The text messages that Jones’s attorneys accidentally sent to the opposing side prove that Jones knew the shooting was real, and that he knowingly misled his audience about the 2012 murder of 20 children and six teachers at Sandy Hook Elementary School.
The phone also apparently contained information about his role in the Jan. 6th attack on democracy, which means the lawyerly fumble that cost him over $49.2 million so far, may finally cost him significantly more.
Setting aside the courtroom drama and the schadenfreude of seeing a deeply unpleasant man finally facing consequences for fanning the flames of culture war, the compromise of Jones’s phone data highlights another scourge in America: Bad cyber hygiene.
The cost of the average cyber data incident is $4.35 million this year. While that is a fraction of the amount of money that the leak of his phone data has cost Alex Jones so far, it should serve as a teachable moment for any organization.

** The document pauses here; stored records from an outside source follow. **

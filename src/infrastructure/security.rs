use crate::domain::error::DomainError;
use argon2::Argon2;
use argon2::password_hash::{PasswordHash, PasswordHasher, PasswordVerifier, SaltString};
use chrono::{Duration, Utc};
use jsonwebtoken::{Algorithm, DecodingKey, EncodingKey, Header, Validation, decode, encode};
use rand_core::OsRng;
use serde::{Deserialize, Serialize};
use std::sync::OnceLock;
use tracing::debug;

// Argon2 parameters for 50-150ms target latency
const ARGON2_M_COST: u32 = 19456; // 19 MB
const ARGON2_T_COST: u32 = 2;
const ARGON2_P_COST: u32 = 1;

const TOKEN_LEEWAY_SECS: u64 = 60;

/// Identity carried inside a session token.
#[derive(Debug, Serialize, Deserialize)]
struct Claims {
    id: i32,
    iat: i64,
    exp: i64,
}

fn argon2() -> Result<Argon2<'static>, argon2::password_hash::Error> {
    let params = argon2::Params::new(ARGON2_M_COST, ARGON2_T_COST, ARGON2_P_COST, None)
        .map_err(argon2::password_hash::Error::from)?;
    Ok(Argon2::new(
        argon2::Algorithm::Argon2id,
        argon2::Version::V0x13,
        params,
    ))
}

pub fn hash_password(password: &str) -> Result<String, argon2::password_hash::Error> {
    let salt = SaltString::generate(&mut OsRng);
    let password_hash = argon2()?.hash_password(password.as_bytes(), &salt)?;
    Ok(password_hash.to_string())
}

pub fn verify_password(password: &str, hash: &str) -> Result<bool, argon2::password_hash::Error> {
    let parsed_hash = PasswordHash::new(hash)?;
    match argon2()?.verify_password(password.as_bytes(), &parsed_hash) {
        Ok(()) => Ok(true),
        Err(argon2::password_hash::Error::Password) => Ok(false),
        Err(e) => Err(e),
    }
}

/// Like [`verify_password`], but with no stored hash it still runs one
/// verification against a throwaway hash and returns `false`, so unknown
/// users take as long as wrong passwords.
pub fn verify_password_or_dummy(
    password: &str,
    hash: Option<&str>,
) -> Result<bool, argon2::password_hash::Error> {
    match hash {
        Some(hash) => verify_password(password, hash),
        None => {
            verify_password(password, dummy_hash()?)?;
            Ok(false)
        }
    }
}

fn dummy_hash() -> Result<&'static str, argon2::password_hash::Error> {
    static DUMMY_HASH: OnceLock<String> = OnceLock::new();

    if let Some(hash) = DUMMY_HASH.get() {
        return Ok(hash);
    }
    let hash = hash_password("no-such-user")?;
    Ok(DUMMY_HASH.get_or_init(|| hash))
}

pub fn generate_token(
    user_id: i32,
    secret: &str,
    ttl: Duration,
) -> Result<String, jsonwebtoken::errors::Error> {
    let now = Utc::now();
    let claims = Claims {
        id: user_id,
        iat: now.timestamp(),
        exp: (now + ttl).timestamp(),
    };

    encode(
        &Header::new(Algorithm::HS256),
        &claims,
        &EncodingKey::from_secret(secret.as_bytes()),
    )
}

/// Verifies signature and expiry and returns the user id.
///
/// Every failure maps to [`DomainError::Unauthenticated`]; the cause is only logged.
pub fn validate_token(token: &str, secret: &str) -> Result<i32, DomainError> {
    let mut validation = Validation::new(Algorithm::HS256);
    validation.leeway = TOKEN_LEEWAY_SECS;

    decode::<Claims>(token, &DecodingKey::from_secret(secret.as_bytes()), &validation)
        .map(|data| data.claims.id)
        .map_err(|e| {
            debug!(error = %e, "Token rejected");
            DomainError::Unauthenticated
        })
}

#[cfg(test)]
mod tests {
    use super::*;

    fn day() -> Duration {
        Duration::hours(24)
    }

    #[test]
    fn test_hash_password_generates_argon2id_hash() {
        let password = "test_password_123";
        let hash = hash_password(password).unwrap();

        assert!(!hash.is_empty());
        assert_ne!(hash, password);
        assert!(hash.starts_with("$argon2id$"));
    }

    #[test]
    fn test_hash_password_same_password_produces_different_hashes() {
        let hash1 = hash_password("same_password").unwrap();
        let hash2 = hash_password("same_password").unwrap();

        // Random salt per hash
        assert_ne!(hash1, hash2);
    }

    #[test]
    fn test_verify_password_correct_password_returns_true() {
        let hash = hash_password("correct_password").unwrap();
        assert!(verify_password("correct_password", &hash).unwrap());
    }

    #[test]
    fn test_verify_password_incorrect_password_returns_false() {
        let hash = hash_password("correct_password").unwrap();
        assert!(!verify_password("wrong_password", &hash).unwrap());
    }

    #[test]
    fn test_verify_password_invalid_hash_format() {
        assert!(verify_password("test_password", "not_a_valid_hash").is_err());
    }

    #[test]
    fn test_verify_password_with_unicode() {
        let password = "пароль123";
        let hash = hash_password(password).unwrap();
        assert!(verify_password(password, &hash).unwrap());
    }

    #[test]
    fn test_verify_password_or_dummy_without_hash_is_false() {
        assert!(!verify_password_or_dummy("any_password", None).unwrap());
        // The dummy hash is built once and reused
        assert!(!verify_password_or_dummy("any_password", None).unwrap());
        assert!(dummy_hash().unwrap().starts_with("$argon2id$"));
    }

    #[test]
    fn test_verify_password_or_dummy_with_hash_checks_it() {
        let hash = hash_password("correct_password").unwrap();

        assert!(verify_password_or_dummy("correct_password", Some(&hash)).unwrap());
        assert!(!verify_password_or_dummy("wrong_password", Some(&hash)).unwrap());
    }

    #[test]
    fn test_generate_token_has_three_segments() {
        let token = generate_token(1, "test_secret_key", day()).unwrap();

        assert!(!token.is_empty());
        assert_eq!(token.split('.').count(), 3);
    }

    #[test]
    fn test_validate_token_recovers_user_id() {
        let token = generate_token(456, "test_secret", day()).unwrap();
        assert_eq!(validate_token(&token, "test_secret").unwrap(), 456);
    }

    #[test]
    fn test_validate_token_rejects_malformed_token() {
        let result = validate_token("invalid.token.here", "secret_key");
        assert!(matches!(result, Err(DomainError::Unauthenticated)));

        let result = validate_token("", "secret_key");
        assert!(matches!(result, Err(DomainError::Unauthenticated)));
    }

    #[test]
    fn test_validate_token_rejects_token_with_wrong_secret() {
        let token = generate_token(7, "correct_secret", day()).unwrap();
        let result = validate_token(&token, "wrong_secret");

        assert!(matches!(result, Err(DomainError::Unauthenticated)));
    }

    #[test]
    fn test_validate_token_rejects_expired_token() {
        let token = generate_token(7, "secret", Duration::hours(-2)).unwrap();
        let result = validate_token(&token, "secret");

        assert!(matches!(result, Err(DomainError::Unauthenticated)));
    }

    #[test]
    fn test_validate_token_rejects_tampered_payload() {
        let token = generate_token(1, "secret", day()).unwrap();
        let other = generate_token(2, "secret", day()).unwrap();

        let parts: Vec<&str> = token.split('.').collect();
        let other_parts: Vec<&str> = other.split('.').collect();
        let forged = format!("{}.{}.{}", parts[0], other_parts[1], parts[2]);

        assert!(validate_token(&forged, "secret").is_err());
    }

    #[test]
    fn test_generate_token_different_users_produce_different_tokens() {
        let token1 = generate_token(1, "test_secret", day()).unwrap();
        let token2 = generate_token(2, "test_secret", day()).unwrap();

        assert_ne!(token1, token2);
    }
}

Poor data hygiene is the root cause of most information breaches, compromises, leaks and hacks. Jones’s attorneys failed to protect sensitive data, and we’ve most likely not seen all the consequences of that failure.
So, what can we learn? While we don’t know how the phone data was stored or accidentally sent, had it been password-protected the opposition would have been standing on shakier ground, since they would have had to pick a digital lock to access the information–something that might be protected by law.
Jones’s attorneys are by no means alone in practicing poor data hygiene. The SolarWinds hack happened because a key Federal vendor used “solarwinds123” as a password. The Equifax breach that exposed the data of 150 million people was traced back to an uninstalled software patch.
Regardless, the data should have been air-gapped, i.e., not stored on a computer or network, and not accessible via the Internet. The data could not have been sent easily had it been stored on an air-gapped device. Most organizations have data that is as sensitive as Jones’s complete and unabridged texts, and it should be stored in an encrypted form on an air-gapped device protected by multi-factor authentication.
As Alex Jones is discovering this week, data can be very valuable. A failure to organize, silo and protect data can be an extinction-level event. Human error is inevitable, which is why cybersecurity and good data hygiene matter. And so, finally, Alex Jones has managed to circulate some useful information, and for that we should be grateful.